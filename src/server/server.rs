//! Cloudwright server startup: wires the orchestrator to a transport

use anyhow::Result;
use std::sync::Arc;
use tokio_util::sync::CancellationToken;
use tracing::{debug, info, warn};

use crate::auth::{Authenticator, StaticTokenAuthenticator};
use crate::config::settings::ServerConfig;
use crate::config::validation::validate_configuration;
use crate::http::{self, AppState};
use crate::jsonrpc::{register_cloudwright_methods, JsonRpcServer, MethodRegistry, TransportConfig};
use crate::orchestrator::Orchestrator;

/// Build the orchestrator and serve it until end of input or Ctrl+C
pub async fn start_server(
    server_config: ServerConfig,
    transport_config: Option<TransportConfig>,
) -> Result<()> {
    validate_server_config(&server_config)?;

    let transport = match transport_config {
        Some(transport) => transport,
        None => TransportConfig::from_settings(&server_config.server)?,
    };

    let orchestrator = Orchestrator::from_config(&server_config).await?;
    let resumed = orchestrator.recover().await?;
    if resumed > 0 {
        info!(resumed, "Resumed provisioning requests from the journal");
    }
    let sweeper = orchestrator.spawn_retention_sweeper();

    let authenticator: Arc<dyn Authenticator> =
        Arc::new(StaticTokenAuthenticator::new(&server_config.auth));
    if server_config.auth.allow_anonymous {
        warn!("Anonymous access is enabled");
    }

    let shutdown = CancellationToken::new();
    let signal_token = shutdown.clone();
    tokio::spawn(async move {
        if tokio::signal::ctrl_c().await.is_ok() {
            info!("Received shutdown signal");
            signal_token.cancel();
        }
    });

    info!("Starting Cloudwright server with {} transport", transport.description());
    let result = serve(orchestrator.clone(), authenticator, &transport, shutdown).await;

    orchestrator.shutdown();
    if let Err(e) = sweeper.await {
        debug!("Retention sweeper ended abnormally: {}", e);
    }
    info!("Cloudwright server stopped");
    result
}

async fn serve(
    orchestrator: Orchestrator,
    authenticator: Arc<dyn Authenticator>,
    transport: &TransportConfig,
    shutdown: CancellationToken,
) -> Result<()> {
    match transport {
        TransportConfig::Http { addr } => {
            http::serve(addr, AppState::new(orchestrator, authenticator), shutdown).await
        }
        TransportConfig::Stdio => {
            let registry = MethodRegistry::new();
            register_cloudwright_methods(&registry, orchestrator, authenticator).await;
            JsonRpcServer::new(registry, shutdown).serve_stdio().await
        }
        TransportConfig::UnixSocket { path } => {
            let registry = MethodRegistry::new();
            register_cloudwright_methods(&registry, orchestrator, authenticator).await;
            JsonRpcServer::new(registry, shutdown)
                .serve_unix_socket(path)
                .await
        }
    }
}

/// Validate server configuration before starting
pub fn validate_server_config(config: &ServerConfig) -> Result<()> {
    validate_configuration(config, false)?;

    match config.server.transport.as_str() {
        "stdio" => {
            debug!("Using stdio transport - no additional validation needed");
        }
        "socket" => {
            let socket_path = config.server.socket_path.as_deref().unwrap_or_default();
            if socket_path.is_empty() {
                anyhow::bail!("Socket path is required when using socket transport");
            }
            debug!("Using Unix socket transport: {}", socket_path);
        }
        "http" => {
            config
                .server
                .http_addr
                .parse::<std::net::SocketAddr>()
                .map_err(|e| anyhow::anyhow!("Invalid HTTP address '{}': {}", config.server.http_addr, e))?;
            debug!("Using HTTP transport: {}", config.server.http_addr);
        }
        other => {
            anyhow::bail!("Unsupported transport type: {}", other);
        }
    }

    Ok(())
}
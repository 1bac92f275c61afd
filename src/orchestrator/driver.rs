//! Background task that carries one provisioning attempt to a terminal state.

use backoff::backoff::Backoff;
use backoff::ExponentialBackoff;
use chrono::Utc;
use futures::stream::{FuturesUnordered, StreamExt};
use futures::FutureExt;
use std::collections::{HashMap, HashSet};
use std::sync::atomic::{AtomicBool, Ordering};
use std::time::Duration;
use tokio::sync::OwnedSemaphorePermit;
use tokio::time::Instant;
use tokio_util::sync::CancellationToken;
use tracing::{debug, error, warn};

use super::{Orchestrator, INTERRUPTED_DETAIL, TIMED_OUT_DETAIL};
use crate::backend::{BackendError, ProvisioningHandle};
use crate::log_event;
use crate::models::{
    Failure, FailureReason, ProvisionedResource, Request, RequestState, ResourceRecommendation,
    ResourceStatus, SubmissionPhase,
};
use crate::{CloudwrightError, CloudwrightResult};

/// Rejects writes from a driver whose attempt has been superseded
fn guard(request: &Request, attempt: u32) -> CloudwrightResult<()> {
    if request.state != RequestState::Provisioning || request.provisioning_attempt != attempt {
        return Err(CloudwrightError::invalid_transition(
            &request.id,
            format!(
                "stale write from attempt {} (request is {} at attempt {})",
                attempt, request.state, request.provisioning_attempt
            ),
        ));
    }
    Ok(())
}

pub(super) struct Driver {
    orchestrator: Orchestrator,
    request_id: String,
    attempt: u32,
    token: CancellationToken,
    /// Set once a terminal state has been claimed
    settled: AtomicBool,
    _permit: Option<OwnedSemaphorePermit>,
}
- - - -
- Exercise details
The data are to be transcribed in full, exactly as given.

- Solution to this problem
filename src/server/server.rs
//! Cloudwright server startup: wires the orchestrator to a transport

use anyhow::Result;
use std::sync::Arc;
use tokio_util::sync::CancellationToken;
use tracing::{debug, info, warn};

use crate::auth::{Authenticator, StaticTokenAuthenticator};
use crate::config::settings::ServerConfig;
use crate::config::validation::validate_configuration;
use crate::http::{self, AppState};
use crate::jsonrpc::{register_cloudwright_methods, JsonRpcServer, MethodRegistry, TransportConfig};
use crate::orchestrator::Orchestrator;

/// Build the orchestrator and serve it until end of input or Ctrl+C
pub async fn start_server(
    server_config: ServerConfig,
    transport_config: Option<TransportConfig>,
) -> Result<()> {
    validate_server_config(&server_config)?;

    let transport = match transport_config {
        Some(transport) => transport,
        None => TransportConfig::from_settings(&server_config.server)?,
    };

    let orchestrator = Orchestrator::from_config(&server_config).await?;
    let resumed = orchestrator.recover().await?;
    if resumed > 0 {
        info!(resumed, "Resumed provisioning requests from the journal");
    }
    let sweeper = orchestrator.spawn_retention_sweeper();

    let authenticator: Arc<dyn Authenticator> =
        Arc::new(StaticTokenAuthenticator::new(&server_config.auth));
    if server_config.auth.allow_anonymous {
        warn!("Anonymous access is enabled");
    }

    let shutdown = CancellationToken::new();
    let signal_token = shutdown.clone();
    tokio::spawn(async move {
        if tokio::signal::ctrl_c().await.is_ok() {
            info!("Received shutdown signal");
            signal_token.cancel();
        }
    });

    info!("Starting Cloudwright server with {} transport", transport.description());
    let result = serve(orchestrator.clone(), authenticator, &transport, shutdown).await;

    orchestrator.shutdown();
    if let Err(e) = sweeper.await {
        debug!("Retention sweeper ended abnormally: {}", e);
    }
    info!("Cloudwright server stopped");
    result
}

async fn serve(
    orchestrator: Orchestrator,
    authenticator: Arc<dyn Authenticator>,
    transport: &TransportConfig,
    shutdown: CancellationToken,
) -> Result<()> {
    match transport {
        TransportConfig::Http { addr } => {
            http::serve(addr, AppState::new(orchestrator, authenticator), shutdown).await
        }
        TransportConfig::Stdio => {
            let registry = MethodRegistry::new();
            register_cloudwright_methods(&registry, orchestrator, authenticator).await;
            JsonRpcServer::new(registry, shutdown).serve_stdio().await
        }
        TransportConfig::UnixSocket { path } => {
            let registry = MethodRegistry::new();
            register_cloudwright_methods(&registry, orchestrator, authenticator).await;
            JsonRpcServer::new(registry, shutdown)
                .serve_unix_socket(path)
                .await
        }
    }
}

/// Validate server configuration before starting
pub fn validate_server_config(config: &ServerConfig) -> Result<()> {
    validate_configuration(config, false)?;

    match config.server.transport.as_str() {
        "stdio" => {
            debug!("Using stdio transport - no additional validation needed");
        }
        "socket" => {
            let socket_path = config.server.socket_path.as_deref().unwrap_or_default();
            if socket_path.is_empty() {
                anyhow::bail!("Socket path is required when using socket transport");
            }
            debug!("Using Unix socket transport: {}", socket_path);
        }
        "http" => {
            config
                .server
                .http_addr
                .parse::<std::net::SocketAddr>()
                .map_err(|e| anyhow::anyhow!("Invalid HTTP address '{}': {}", config.server.http_addr, e))?;
            debug!("Using HTTP transport: {}", config.server.http_addr);
        }
        other => {
            anyhow::bail!("Unsupported transport type: {}", other);
        }
    }

    Ok(())
}
repository 1bac92f275c61afd
filename src/orchestrator/driver.rs
//! Background task that carries one provisioning attempt to a terminal state.

use backoff::backoff::Backoff;
use backoff::ExponentialBackoff;
use chrono::Utc;
use futures::stream::{FuturesUnordered, StreamExt};
use futures::FutureExt;
use std::collections::{HashMap, HashSet};
use std::sync::atomic::{AtomicBool, Ordering};
use std::time::Duration;
use tokio::sync::OwnedSemaphorePermit;
use tokio::time::Instant;
use tokio_util::sync::CancellationToken;
use tracing::{debug, error, warn};

use super::{Orchestrator, INTERRUPTED_DETAIL, TIMED_OUT_DETAIL};
use crate::backend::{BackendError, ProvisioningHandle};
use crate::log_event;
use crate::models::{
    Failure, FailureReason, ProvisionedResource, Request, RequestState, ResourceRecommendation,
    ResourceStatus, SubmissionPhase,
};
use crate::{CloudwrightError, CloudwrightResult};

/// Rejects writes from a driver whose attempt has been superseded
fn guard(request: &Request, attempt: u32) -> CloudwrightResult<()> {
    if request.state != RequestState::Provisioning || request.provisioning_attempt != attempt {
        return Err(CloudwrightError::invalid_transition(
            &request.id,
            format!(
                "stale write from attempt {} (request is {} at attempt {})",
                attempt, request.state, request.provisioning_attempt
            ),
        ));
    }
    Ok(())
}

pub(super) struct Driver {
    orchestrator: Orchestrator,
    request_id: String,
    attempt: u32,
    token: CancellationToken,
    /// Set once a terminal state has been claimed
    settled: AtomicBool,
    _permit: Option<OwnedSemaphorePermit>,
}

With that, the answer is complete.